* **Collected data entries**

▬▬▬

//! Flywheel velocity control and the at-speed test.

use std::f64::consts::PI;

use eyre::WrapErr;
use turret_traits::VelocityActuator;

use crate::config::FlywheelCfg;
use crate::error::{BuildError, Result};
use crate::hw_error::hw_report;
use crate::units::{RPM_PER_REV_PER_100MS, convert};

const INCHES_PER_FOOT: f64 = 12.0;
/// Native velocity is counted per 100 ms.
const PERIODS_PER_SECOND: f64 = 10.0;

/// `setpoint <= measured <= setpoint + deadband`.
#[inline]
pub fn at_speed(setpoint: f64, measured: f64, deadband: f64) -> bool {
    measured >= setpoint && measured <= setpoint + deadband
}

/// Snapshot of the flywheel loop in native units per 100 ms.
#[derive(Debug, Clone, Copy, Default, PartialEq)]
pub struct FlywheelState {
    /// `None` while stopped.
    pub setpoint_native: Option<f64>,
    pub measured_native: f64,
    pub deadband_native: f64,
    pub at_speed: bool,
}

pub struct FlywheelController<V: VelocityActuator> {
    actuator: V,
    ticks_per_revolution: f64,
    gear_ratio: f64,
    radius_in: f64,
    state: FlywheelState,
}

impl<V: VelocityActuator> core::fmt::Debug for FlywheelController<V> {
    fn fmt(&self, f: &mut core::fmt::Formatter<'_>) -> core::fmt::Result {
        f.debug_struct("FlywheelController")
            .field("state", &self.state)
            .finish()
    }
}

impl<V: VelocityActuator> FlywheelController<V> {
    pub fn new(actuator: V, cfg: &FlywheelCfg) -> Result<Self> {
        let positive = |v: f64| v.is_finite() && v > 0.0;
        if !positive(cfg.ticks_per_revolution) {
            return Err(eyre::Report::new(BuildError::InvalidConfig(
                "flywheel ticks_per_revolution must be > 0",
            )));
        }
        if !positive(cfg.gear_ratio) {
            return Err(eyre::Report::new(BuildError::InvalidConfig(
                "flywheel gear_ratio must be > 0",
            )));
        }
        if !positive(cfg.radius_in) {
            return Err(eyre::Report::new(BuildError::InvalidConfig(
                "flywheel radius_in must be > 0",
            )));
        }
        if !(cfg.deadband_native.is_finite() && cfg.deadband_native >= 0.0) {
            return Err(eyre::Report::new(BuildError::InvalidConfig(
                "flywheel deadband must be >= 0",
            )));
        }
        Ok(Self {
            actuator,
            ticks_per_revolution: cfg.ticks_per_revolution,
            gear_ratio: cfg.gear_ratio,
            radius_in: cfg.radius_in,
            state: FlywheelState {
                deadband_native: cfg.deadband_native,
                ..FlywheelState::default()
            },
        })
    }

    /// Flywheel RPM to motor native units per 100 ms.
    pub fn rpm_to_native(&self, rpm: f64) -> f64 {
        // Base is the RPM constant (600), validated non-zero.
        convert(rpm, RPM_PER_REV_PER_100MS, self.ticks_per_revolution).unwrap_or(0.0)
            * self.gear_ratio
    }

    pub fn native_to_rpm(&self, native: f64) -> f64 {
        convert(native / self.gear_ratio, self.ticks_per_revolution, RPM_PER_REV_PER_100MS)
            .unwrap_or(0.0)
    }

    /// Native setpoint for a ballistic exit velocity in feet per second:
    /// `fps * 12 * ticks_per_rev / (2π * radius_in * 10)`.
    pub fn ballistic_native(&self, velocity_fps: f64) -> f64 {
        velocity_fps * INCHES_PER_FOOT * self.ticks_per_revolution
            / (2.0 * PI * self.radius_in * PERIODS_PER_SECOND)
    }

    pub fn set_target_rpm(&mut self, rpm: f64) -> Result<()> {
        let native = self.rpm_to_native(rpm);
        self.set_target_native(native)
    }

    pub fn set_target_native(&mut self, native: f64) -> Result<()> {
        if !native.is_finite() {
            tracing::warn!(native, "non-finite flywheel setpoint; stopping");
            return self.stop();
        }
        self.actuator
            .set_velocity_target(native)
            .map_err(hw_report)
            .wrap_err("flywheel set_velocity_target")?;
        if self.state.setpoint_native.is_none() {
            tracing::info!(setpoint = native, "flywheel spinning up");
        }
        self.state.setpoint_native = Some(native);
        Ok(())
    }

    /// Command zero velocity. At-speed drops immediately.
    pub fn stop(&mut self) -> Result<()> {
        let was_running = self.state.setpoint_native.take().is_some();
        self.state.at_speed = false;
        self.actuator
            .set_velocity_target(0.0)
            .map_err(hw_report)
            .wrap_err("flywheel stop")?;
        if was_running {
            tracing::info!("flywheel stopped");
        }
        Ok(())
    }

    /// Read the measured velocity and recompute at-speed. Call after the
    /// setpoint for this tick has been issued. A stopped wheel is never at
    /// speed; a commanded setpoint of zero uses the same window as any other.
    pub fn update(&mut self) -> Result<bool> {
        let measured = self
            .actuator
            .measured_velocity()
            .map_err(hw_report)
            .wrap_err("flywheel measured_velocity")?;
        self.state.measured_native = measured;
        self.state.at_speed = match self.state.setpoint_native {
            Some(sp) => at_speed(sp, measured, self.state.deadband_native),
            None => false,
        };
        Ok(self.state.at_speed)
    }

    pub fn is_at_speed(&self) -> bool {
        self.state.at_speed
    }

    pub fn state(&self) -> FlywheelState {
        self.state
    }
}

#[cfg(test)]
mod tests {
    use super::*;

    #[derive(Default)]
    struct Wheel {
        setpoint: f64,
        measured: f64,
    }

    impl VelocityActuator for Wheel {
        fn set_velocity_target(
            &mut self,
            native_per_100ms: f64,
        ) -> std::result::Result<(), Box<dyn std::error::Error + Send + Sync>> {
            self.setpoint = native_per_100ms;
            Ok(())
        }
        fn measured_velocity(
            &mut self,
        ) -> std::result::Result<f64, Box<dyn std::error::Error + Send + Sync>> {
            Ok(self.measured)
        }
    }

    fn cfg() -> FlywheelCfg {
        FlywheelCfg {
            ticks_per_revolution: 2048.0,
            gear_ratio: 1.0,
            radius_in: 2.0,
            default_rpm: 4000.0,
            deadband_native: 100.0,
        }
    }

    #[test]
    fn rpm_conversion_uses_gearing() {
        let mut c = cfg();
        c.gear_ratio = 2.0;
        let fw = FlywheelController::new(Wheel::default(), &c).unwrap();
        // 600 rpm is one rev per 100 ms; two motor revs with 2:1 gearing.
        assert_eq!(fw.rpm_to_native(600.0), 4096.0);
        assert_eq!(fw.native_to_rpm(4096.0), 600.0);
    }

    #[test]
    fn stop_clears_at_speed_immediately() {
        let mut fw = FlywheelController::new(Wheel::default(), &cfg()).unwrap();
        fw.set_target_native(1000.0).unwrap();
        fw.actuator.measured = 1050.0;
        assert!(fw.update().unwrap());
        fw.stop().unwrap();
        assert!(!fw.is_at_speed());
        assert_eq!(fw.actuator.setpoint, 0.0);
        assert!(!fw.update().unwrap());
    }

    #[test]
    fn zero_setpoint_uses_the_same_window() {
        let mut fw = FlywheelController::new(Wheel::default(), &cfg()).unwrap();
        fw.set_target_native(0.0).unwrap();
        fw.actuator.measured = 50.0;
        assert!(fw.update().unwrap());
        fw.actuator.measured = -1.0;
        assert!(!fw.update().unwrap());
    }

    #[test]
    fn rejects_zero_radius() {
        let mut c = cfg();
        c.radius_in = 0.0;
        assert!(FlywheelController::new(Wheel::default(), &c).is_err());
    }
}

▬▬▬

* **Task**
Keep only those lines of the records that hold "Result", and return them.

* **Response**
use crate::error::{BuildError, Result};
    fn fmt(&self, f: &mut core::fmt::Formatter<'_>) -> core::fmt::Result {
    pub fn new(actuator: V, cfg: &FlywheelCfg) -> Result<Self> {
    pub fn set_target_rpm(&mut self, rpm: f64) -> Result<()> {
    pub fn set_target_native(&mut self, native: f64) -> Result<()> {
    pub fn stop(&mut self) -> Result<()> {
    pub fn update(&mut self) -> Result<bool> {
        ) -> std::result::Result<(), Box<dyn std::error::Error + Send + Sync>> {
        ) -> std::result::Result<f64, Box<dyn std::error::Error + Send + Sync>> {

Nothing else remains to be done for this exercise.